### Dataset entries
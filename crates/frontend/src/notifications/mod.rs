//! Notification tabs.
//!
//! Clicking a tab on the notification page fetches the same page with
//! `?isAction=<value>` and swaps the `notification-item` nodes of the
//! `notification-list` container for the ones in the response.
//!
//! The decision logic ([`controller`], [`state`], [`request`], [`view_model`])
//! has no DOM dependency; [`dom`] and [`transport`] bind it to the browser.

pub mod controller;
pub mod dom;
pub mod error;
pub mod request;
pub mod state;
pub mod transport;
pub mod view_model;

### Problem to work on
The records above are to be returned exactly as they appear.

### Written reply
filename crates/frontend/src/notifications/mod.rs
//! Notification tabs.
//!
//! Clicking a tab on the notification page fetches the same page with
//! `?isAction=<value>` and swaps the `notification-item` nodes of the
//! `notification-list` container for the ones in the response.
//!
//! The decision logic ([`controller`], [`state`], [`request`], [`view_model`])
//! has no DOM dependency; [`dom`] and [`transport`] bind it to the browser.

pub mod controller;
pub mod dom;
pub mod error;
pub mod request;
pub mod state;
pub mod transport;
pub mod view_model;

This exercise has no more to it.